Abstract
Microbiome dynamics influence the health and functioning of human physiology and the environment. These dynamics are driven in part by interactions between large numbers of microbial taxa, making large-scale prediction and modeling a challenge. Here, we identify states and dynamical features relevant to macroscopic processes, such as infection in the human body and geochemical cycling in the oceans, by modeling the dynamics as stochastic motion on a potential energy-like landscape. We show that gut disease processes and marine geochemical events are associated with reproducible transitions between community states, defined as topological features of the landscape. We find a reproducible two-state succession during recovery from cholera in the gut microbiomes of multiple patients. Recurrence of the late disease state prolongs disease duration. We find evidence of dynamic stability in the gut microbiome of a human subject after experiencing diarrhea during travel, in contrast to residual instability in a second human subject after clinical recovery from Salmonella infection. Finally, we find the structure of marine Prochlorococcus communities in the western Atlantic and north Pacific oceans to smoothly vary with temperature and depth. However, annual water column cycling in the Atlantic drives periodic state transitions across depths. Our approach bridges the small-scale fluctuations in microbiome composition and large-scale changes in state and phenotype, improves analyses of how changes in community composition associate with phenotype without requiring experimental characterization of underlying mechanisms, and provides a novel assessment of microbiome stability and its relation to human and environmental health.

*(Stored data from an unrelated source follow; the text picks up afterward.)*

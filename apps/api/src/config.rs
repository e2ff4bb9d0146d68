use std::time::Duration;

use anyhow::{Context, Result};

/// Default maximum upload size: 10 MiB.
const DEFAULT_MAX_FILE_SIZE: usize = 10 * 1024 * 1024;

/// Application configuration loaded from environment variables.
/// Fails at startup if required variables are missing.
#[derive(Debug, Clone)]
pub struct Config {
    pub anthropic_api_key: String,
    /// Maximum accepted upload size in bytes.
    pub max_file_size: usize,
    /// Wall-clock budget for turning one document into text.
    pub parsing_timeout_secs: u64,
    /// Wall-clock budget for a single field strategy.
    pub strategy_timeout_secs: u64,
    /// Aggregate budget for the whole extraction fan-out.
    pub coordinator_budget_secs: u64,
    /// Retries for transient LLM failures (on top of the first attempt).
    pub llm_max_retries: u32,
    /// Base delay for the exponential LLM retry backoff.
    pub llm_retry_base_delay_ms: u64,
    /// MIME types the validation gate admits.
    pub allowed_content_types: Vec<String>,
    pub port: u16,
    pub rust_log: String,
}

const DEFAULT_ALLOWED_CONTENT_TYPES: &[&str] = &[
    "application/pdf",
    "application/vnd.openxmlformats-officedocument.wordprocessingml.document",
];

impl Config {
    pub fn from_env() -> Result<Self> {
        dotenvy::dotenv().ok(); // load .env if present; ignore if missing

        Ok(Config {
            anthropic_api_key: require_env("ANTHROPIC_API_KEY")?,
            max_file_size: env_or("MAX_FILE_SIZE", DEFAULT_MAX_FILE_SIZE)?,
            parsing_timeout_secs: env_or("PARSING_TIMEOUT_SECS", 30)?,
            strategy_timeout_secs: env_or("STRATEGY_TIMEOUT_SECS", 10)?,
            coordinator_budget_secs: env_or("COORDINATOR_BUDGET_SECS", 20)?,
            llm_max_retries: env_or("LLM_MAX_RETRIES", 2)?,
            llm_retry_base_delay_ms: env_or("LLM_RETRY_BASE_DELAY_MS", 1000)?,
            allowed_content_types: allowed_content_types_from_env(),
            port: env_or("PORT", 8080)?,
            rust_log: std::env::var("RUST_LOG").unwrap_or_else(|_| "info".to_string()),
        })
    }

    pub fn parsing_timeout(&self) -> Duration {
        Duration::from_secs(self.parsing_timeout_secs)
    }

    pub fn strategy_timeout(&self) -> Duration {
        Duration::from_secs(self.strategy_timeout_secs)
    }

    pub fn coordinator_budget(&self) -> Duration {
        Duration::from_secs(self.coordinator_budget_secs)
    }
}

fn allowed_content_types_from_env() -> Vec<String> {
    match std::env::var("ALLOWED_CONTENT_TYPES") {
        Ok(raw) => raw
            .split(',')
            .map(|s| s.trim().to_string())
            .filter(|s| !s.is_empty())
            .collect(),
        Err(_) => DEFAULT_ALLOWED_CONTENT_TYPES
            .iter()
            .map(|s| s.to_string())
            .collect(),
    }
}

fn require_env(key: &str) -> Result<String> {
    std::env::var(key).with_context(|| format!("Required environment variable '{key}' is not set"))
}

fn env_or<T>(key: &str, default: T) -> Result<T>
where
    T: std::str::FromStr,
    T::Err: std::error::Error + Send + Sync + 'static,
{
    match std::env::var(key) {
        Ok(raw) => raw
            .parse::<T>()
            .with_context(|| format!("Environment variable '{key}' has an invalid value")),
        Err(_) => Ok(default),
    }
}
//! Command implementations.

mod run;
mod simulate;
mod validate;

pub use run::run_pipeline;
pub use simulate::run_simulate;
pub use validate::run_validate;
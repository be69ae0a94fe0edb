//! Error types for CLI operations.

use thiserror::Error;

/// CLI-specific error types
#[derive(Error, Debug)]
pub enum CliError {
    /// Configuration file not found
    #[error("Configuration file not found: {path}")]
    ConfigNotFound { path: String },

    /// HTTP listener could not be bound
    #[error("Failed to bind HTTP listener on {addr}: {message}")]
    Bind { addr: String, message: String },

    /// A pipeline task ended abnormally
    #[error("Pipeline task '{task}' failed: {message}")]
    Task { task: &'static str, message: String },

    /// Simulator could not reach the pipeline
    #[error("Ingestion request to {url} failed: {message}")]
    Ingest { url: String, message: String },
}

impl CliError {
    pub fn config_not_found(path: impl Into<String>) -> Self {
        Self::ConfigNotFound { path: path.into() }
    }

    pub fn bind(addr: impl Into<String>, message: impl Into<String>) -> Self {
        Self::Bind {
            addr: addr.into(),
            message: message.into(),
        }
    }

    pub fn task(task: &'static str, message: impl Into<String>) -> Self {
        Self::Task {
            task,
            message: message.into(),
        }
    }

    pub fn ingest(url: impl Into<String>, message: impl Into<String>) -> Self {
        Self::Ingest {
            url: url.into(),
            message: message.into(),
        }
    }
}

Importance Time series of microbial communities are difficult to analyze due to the large number of interacting taxa. We developed a novel analysis based on topology to detect compositional states and state transitions in microbial time series. Our method generalizes across biological systems and can identify gut microbiome dynamics associated with recovery from disease in multiple patients on the order of weeks, and marine bacterial dynamics driven by geochemical cycling on the order of years. We furthermore propose a novel definition of ecological stability that distinguishes between complete and incomplete recovery from infection in human gut microbiomes. Our method requires minimal assumptions regarding biological mechanisms. Overall, our analysis complements current methods for identifying key ecological processes in microbial communities, and suggests further developments in modeling that may improve prediction of microbial dynamics.